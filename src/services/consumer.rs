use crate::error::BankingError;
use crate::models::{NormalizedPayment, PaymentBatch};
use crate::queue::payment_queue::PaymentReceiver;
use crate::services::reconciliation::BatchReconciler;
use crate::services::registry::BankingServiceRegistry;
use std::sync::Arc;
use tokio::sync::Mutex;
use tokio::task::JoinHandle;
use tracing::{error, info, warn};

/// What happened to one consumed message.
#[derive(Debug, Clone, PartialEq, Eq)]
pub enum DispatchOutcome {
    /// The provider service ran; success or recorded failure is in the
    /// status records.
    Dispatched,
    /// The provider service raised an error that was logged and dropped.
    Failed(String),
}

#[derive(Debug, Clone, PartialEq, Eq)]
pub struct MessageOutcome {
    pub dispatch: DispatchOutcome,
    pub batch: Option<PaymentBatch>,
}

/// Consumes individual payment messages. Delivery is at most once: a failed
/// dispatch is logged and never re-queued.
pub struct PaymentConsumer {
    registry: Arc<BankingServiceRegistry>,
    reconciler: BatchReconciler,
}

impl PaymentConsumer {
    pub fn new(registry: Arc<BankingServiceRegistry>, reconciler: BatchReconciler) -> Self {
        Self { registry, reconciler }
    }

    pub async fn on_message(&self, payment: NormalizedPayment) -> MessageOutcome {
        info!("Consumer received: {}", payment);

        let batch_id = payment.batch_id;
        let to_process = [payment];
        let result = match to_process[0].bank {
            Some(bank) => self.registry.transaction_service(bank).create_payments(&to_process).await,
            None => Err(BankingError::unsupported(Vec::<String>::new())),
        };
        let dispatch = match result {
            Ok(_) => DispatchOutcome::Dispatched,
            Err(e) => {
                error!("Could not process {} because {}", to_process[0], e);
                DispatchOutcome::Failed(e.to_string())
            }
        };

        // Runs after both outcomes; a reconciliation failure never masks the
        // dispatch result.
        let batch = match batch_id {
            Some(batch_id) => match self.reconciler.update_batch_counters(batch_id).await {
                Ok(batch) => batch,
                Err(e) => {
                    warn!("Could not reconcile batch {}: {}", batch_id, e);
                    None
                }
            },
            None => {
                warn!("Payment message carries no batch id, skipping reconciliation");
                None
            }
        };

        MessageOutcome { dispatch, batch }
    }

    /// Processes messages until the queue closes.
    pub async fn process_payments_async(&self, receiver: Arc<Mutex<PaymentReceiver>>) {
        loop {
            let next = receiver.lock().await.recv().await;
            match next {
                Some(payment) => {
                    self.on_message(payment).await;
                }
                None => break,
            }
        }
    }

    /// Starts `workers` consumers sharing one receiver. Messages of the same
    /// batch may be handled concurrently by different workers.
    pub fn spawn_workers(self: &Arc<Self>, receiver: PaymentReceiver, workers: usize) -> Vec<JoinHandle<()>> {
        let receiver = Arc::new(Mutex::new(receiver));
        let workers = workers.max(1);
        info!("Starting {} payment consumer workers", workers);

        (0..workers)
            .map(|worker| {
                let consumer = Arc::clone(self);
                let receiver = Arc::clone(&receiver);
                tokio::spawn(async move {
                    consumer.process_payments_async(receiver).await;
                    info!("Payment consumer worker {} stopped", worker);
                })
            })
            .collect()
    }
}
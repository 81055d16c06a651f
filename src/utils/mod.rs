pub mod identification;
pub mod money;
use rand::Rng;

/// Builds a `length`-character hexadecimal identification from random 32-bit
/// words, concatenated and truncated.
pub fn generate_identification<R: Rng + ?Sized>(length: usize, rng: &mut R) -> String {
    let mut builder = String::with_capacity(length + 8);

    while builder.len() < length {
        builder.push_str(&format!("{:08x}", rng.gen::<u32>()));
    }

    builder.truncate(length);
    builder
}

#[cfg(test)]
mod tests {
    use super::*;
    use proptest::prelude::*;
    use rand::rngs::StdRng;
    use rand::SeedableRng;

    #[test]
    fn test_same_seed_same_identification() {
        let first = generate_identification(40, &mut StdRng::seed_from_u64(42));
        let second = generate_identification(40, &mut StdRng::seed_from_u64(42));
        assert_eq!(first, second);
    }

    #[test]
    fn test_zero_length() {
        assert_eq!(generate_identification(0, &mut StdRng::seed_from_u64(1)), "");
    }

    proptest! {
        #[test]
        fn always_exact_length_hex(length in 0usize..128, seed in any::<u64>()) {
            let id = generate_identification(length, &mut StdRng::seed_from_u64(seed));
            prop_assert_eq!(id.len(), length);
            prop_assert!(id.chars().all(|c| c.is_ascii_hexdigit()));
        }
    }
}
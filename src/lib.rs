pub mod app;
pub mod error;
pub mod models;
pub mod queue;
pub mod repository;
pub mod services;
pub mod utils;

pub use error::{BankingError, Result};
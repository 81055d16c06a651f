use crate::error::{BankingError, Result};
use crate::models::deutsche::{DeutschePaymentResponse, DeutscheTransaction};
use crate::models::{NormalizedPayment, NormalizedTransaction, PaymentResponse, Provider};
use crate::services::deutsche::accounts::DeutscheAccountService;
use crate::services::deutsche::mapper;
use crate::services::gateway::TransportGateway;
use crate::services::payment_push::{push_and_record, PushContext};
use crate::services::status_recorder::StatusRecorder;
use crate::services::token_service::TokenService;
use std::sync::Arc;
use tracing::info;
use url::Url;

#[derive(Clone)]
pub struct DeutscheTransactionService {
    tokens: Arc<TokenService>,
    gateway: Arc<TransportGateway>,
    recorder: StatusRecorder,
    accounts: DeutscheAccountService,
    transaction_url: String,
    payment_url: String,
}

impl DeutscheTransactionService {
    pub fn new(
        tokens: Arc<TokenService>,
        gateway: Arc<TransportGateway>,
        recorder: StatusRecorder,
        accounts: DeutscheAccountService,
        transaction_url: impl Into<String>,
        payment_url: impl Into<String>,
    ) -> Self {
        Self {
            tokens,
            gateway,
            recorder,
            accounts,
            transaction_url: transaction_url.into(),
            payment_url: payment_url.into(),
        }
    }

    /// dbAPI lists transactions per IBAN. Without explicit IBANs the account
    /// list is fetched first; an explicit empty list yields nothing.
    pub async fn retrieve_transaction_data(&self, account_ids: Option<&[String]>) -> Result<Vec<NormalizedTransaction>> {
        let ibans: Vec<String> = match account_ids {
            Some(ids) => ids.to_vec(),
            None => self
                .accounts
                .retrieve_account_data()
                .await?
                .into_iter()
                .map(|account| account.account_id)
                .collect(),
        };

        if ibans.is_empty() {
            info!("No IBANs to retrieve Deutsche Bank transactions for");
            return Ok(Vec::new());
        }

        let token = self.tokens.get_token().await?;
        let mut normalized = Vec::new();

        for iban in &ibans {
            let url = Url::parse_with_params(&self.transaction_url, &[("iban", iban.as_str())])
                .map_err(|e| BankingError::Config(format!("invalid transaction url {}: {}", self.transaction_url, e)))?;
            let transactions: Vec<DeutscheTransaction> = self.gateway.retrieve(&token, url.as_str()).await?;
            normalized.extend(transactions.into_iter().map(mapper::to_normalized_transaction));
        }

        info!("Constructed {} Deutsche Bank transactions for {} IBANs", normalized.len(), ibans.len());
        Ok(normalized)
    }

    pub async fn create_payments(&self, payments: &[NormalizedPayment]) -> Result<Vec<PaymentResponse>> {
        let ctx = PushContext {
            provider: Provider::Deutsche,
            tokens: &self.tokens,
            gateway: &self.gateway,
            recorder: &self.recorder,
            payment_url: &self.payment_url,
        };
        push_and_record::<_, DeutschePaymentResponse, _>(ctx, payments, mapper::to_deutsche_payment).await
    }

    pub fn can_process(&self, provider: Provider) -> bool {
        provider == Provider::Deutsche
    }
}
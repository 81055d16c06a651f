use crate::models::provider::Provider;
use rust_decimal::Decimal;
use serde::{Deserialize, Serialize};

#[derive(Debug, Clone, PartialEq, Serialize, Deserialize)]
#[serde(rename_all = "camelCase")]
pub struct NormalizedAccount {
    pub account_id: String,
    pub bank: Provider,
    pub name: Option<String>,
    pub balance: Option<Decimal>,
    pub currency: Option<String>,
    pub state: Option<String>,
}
= = = = = = =
**AIM OF THE EXERCISE:** The expected output is a verbatim retyping of each line from the one with "let mut normalized = Vec::new();" to the end of the listing above, with both end lines kept and nothing added.

**ANSWER SECTION:**
        let mut normalized = Vec::new();

        for iban in &ibans {
            let url = Url::parse_with_params(&self.transaction_url, &[("iban", iban.as_str())])
                .map_err(|e| BankingError::Config(format!("invalid transaction url {}: {}", self.transaction_url, e)))?;
            let transactions: Vec<DeutscheTransaction> = self.gateway.retrieve(&token, url.as_str()).await?;
            normalized.extend(transactions.into_iter().map(mapper::to_normalized_transaction));
        }

        info!("Constructed {} Deutsche Bank transactions for {} IBANs", normalized.len(), ibans.len());
        Ok(normalized)
    }

    pub async fn create_payments(&self, payments: &[NormalizedPayment]) -> Result<Vec<PaymentResponse>> {
        let ctx = PushContext {
            provider: Provider::Deutsche,
            tokens: &self.tokens,
            gateway: &self.gateway,
            recorder: &self.recorder,
            payment_url: &self.payment_url,
        };
        push_and_record::<_, DeutschePaymentResponse, _>(ctx, payments, mapper::to_deutsche_payment).await
    }

    pub fn can_process(&self, provider: Provider) -> bool {
        provider == Provider::Deutsche
    }
}
repository 81055d16c06a651f
use crate::models::provider::Provider;
use rust_decimal::Decimal;
use serde::{Deserialize, Serialize};

#[derive(Debug, Clone, PartialEq, Serialize, Deserialize)]
#[serde(rename_all = "camelCase")]
pub struct NormalizedAccount {
    pub account_id: String,
    pub bank: Provider,
    pub name: Option<String>,
    pub balance: Option<Decimal>,
    pub currency: Option<String>,
    pub state: Option<String>,
}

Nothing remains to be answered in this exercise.